Vascular cognitive impairment (VCI) is a critical issue in moyamoya disease (MMD). However, the glucose metabolic pattern in these patients is still unknown. This study aimed to identify the metabolic signature of cognitive impairment in patients with MMD using 18F-2-fluoro-2-deoxy-D-glucose positron emission tomography (18F-FDG PET) and establish a classifier to identify VCI in patients with MMD. One hundred fifty-two patients with MMD who underwent brain 18F-FDG PET scans before surgery were enrolled and classified into nonvascular cognitive impairment (non-VCI, n = 52) and vascular cognitive impairment (VCI, n = 100) groups according to neuropsychological test results. Additionally, thirty-three health controls (HCs) were also enrolled. Compared to HCs, patients in the VCI group exhibited extensive hypometabolism in the bilateral frontal and cingulate regions and hypermetabolism in the bilateral cerebellum, while patients in the non-VCI group showed hypermetabolism only in the cerebellum and slight hypometabolism in the frontal and temporal regions. In addition, we found that the patients in the VCI group showed hypometabolism mainly in the left basal ganglia compared to those in the non-VCI group.

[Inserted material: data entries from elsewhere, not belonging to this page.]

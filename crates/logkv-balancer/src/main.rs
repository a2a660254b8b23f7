//! LogKV Load Balancer
//!
//! Entry point: build the pool from `--servers`, probe every backend
//! once, then serve. All unmatched paths are forwarded to the selected
//! backend.
//!
//! ## Usage
//!
//! ```bash
//! cargo run -p logkv-balancer -- \
//!     --servers server1:8080,server2:8080,~server3:8080 \
//!     --port 8090 --timeout-sec 3 --health-interval 10 --trace
//! ```
//!
//! A `~` prefix marks a backend that begins marked unhealthy; the first
//! probe round decides its real state either way.

use std::sync::Arc;
use std::time::Duration;

use anyhow::Context;
use axum::{extract::Request, extract::State, response::Response, Router};
use clap::Parser;

use logkv_balancer::{Backend, ForwardConfig, HealthService, Pool, Upstream};

#[derive(Parser, Debug)]
#[command(name = "logkv-balancer", about = "Least-connections load balancer")]
struct Args {
    /// Port to listen on.
    #[arg(long, default_value_t = 8090)]
    port: u16,

    /// Request (and probe) timeout in seconds.
    #[arg(long, default_value_t = 3)]
    timeout_sec: u64,

    /// Seconds between health probes per backend.
    #[arg(long, default_value_t = 10)]
    health_interval: u64,

    /// Dispatch to backends over https.
    #[arg(long)]
    https: bool,

    /// Add the lb-from response header naming the chosen backend.
    #[arg(long)]
    trace: bool,

    /// Comma-separated backend list; prefix a URL with `~` if it begins
    /// as unhealthy.
    #[arg(long, default_value = "server1:8080,server2:8080,server3:8080")]
    servers: String,
}

#[tokio::main]
async fn main() -> anyhow::Result<()> {
    tracing_subscriber::fmt()
        .with_env_filter(
            tracing_subscriber::EnvFilter::try_from_default_env()
                .unwrap_or_else(|_| tracing_subscriber::EnvFilter::new("info")),
        )
        .init();

    let args = Args::parse();

    let config = ForwardConfig {
        https: args.https,
        timeout: Duration::from_secs(args.timeout_sec),
        trace: args.trace,
    };
    let client = reqwest::Client::builder()
        .pool_max_idle_per_host(16)
        .tcp_keepalive(Duration::from_secs(30))
        .build()
        .context("building http client")?;

    let backends: Vec<Arc<dyn Upstream>> = args
        .servers
        .split(',')
        .map(str::trim)
        .filter(|s| !s.is_empty())
        .map(|url| {
            let (url, initially_healthy) = match url.strip_prefix('~') {
                Some(rest) => (rest, false),
                None => (url, true),
            };
            Arc::new(Backend::new(url, initially_healthy, client.clone(), config.clone()))
                as Arc<dyn Upstream>
        })
        .collect();
    anyhow::ensure!(!backends.is_empty(), "--servers must name at least one backend");

    tracing::info!(
        backends = backends.len(),
        timeout_sec = args.timeout_sec,
        trace = args.trace,
        "starting load balancer"
    );

    // Probe everyone before taking traffic.
    HealthService::new(backends.clone(), Duration::from_secs(args.health_interval))
        .start()
        .await;

    let pool = Arc::new(Pool::new(backends));
    let router = Router::new().fallback(forward).with_state(pool);

    let addr = format!("0.0.0.0:{}", args.port);
    let listener = tokio::net::TcpListener::bind(&addr)
        .await
        .with_context(|| format!("binding {addr}"))?;
    tracing::info!(%addr, "load balancer listening");

    axum::serve(listener, router).await.context("server error")?;
    Ok(())
}

async fn forward(State(pool): State<Arc<Pool>>, req: Request) -> Response {
    pool.handle(req).await
}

The sparse representation-based classifier algorithm taking the SUVr of 116 Anatomical Automatic Labeling (AAL) areas as features distinguished patients in the VCI and non-VCI groups with an accuracy of 82.4%. This study demonstrated a characteristic metabolic pattern that can distinguish patients with MMD without VCI from those with VCI, namely, hypometabolic lesions in the left hemisphere played a more important role in cognitive decline in patients with MMD ²⁾.

¹⁾

Wei H, Jiang H, Zhou Y, Xiao X, Zhou C, Ji X. Cerebral venous congestion alters brain metabolite profiles, impairing cognitive function. J Cereb Blood Flow Metab. 2023 Jun 13:271678×231182244. doi: 10.1177/0271678×231182244. Epub ahead of print. PMID: 37309740.

²⁾

Weng R, Ren S, Su J, Ni W, Yang C, Gao X, Xiao W, Zhang X, Jiang H, Guan Y, Huang Q, Gu Y. 18F-FDG PET and a classifier algorithm reveal a characteristic glucose metabolic pattern in adult patients with moyamoya disease and vascular cognitive impairment. Brain Imaging Behav. 2023 Jan 13. doi: 10.1007/s11682-022-00752-4. Epub ahead of print. PMID: 36637715.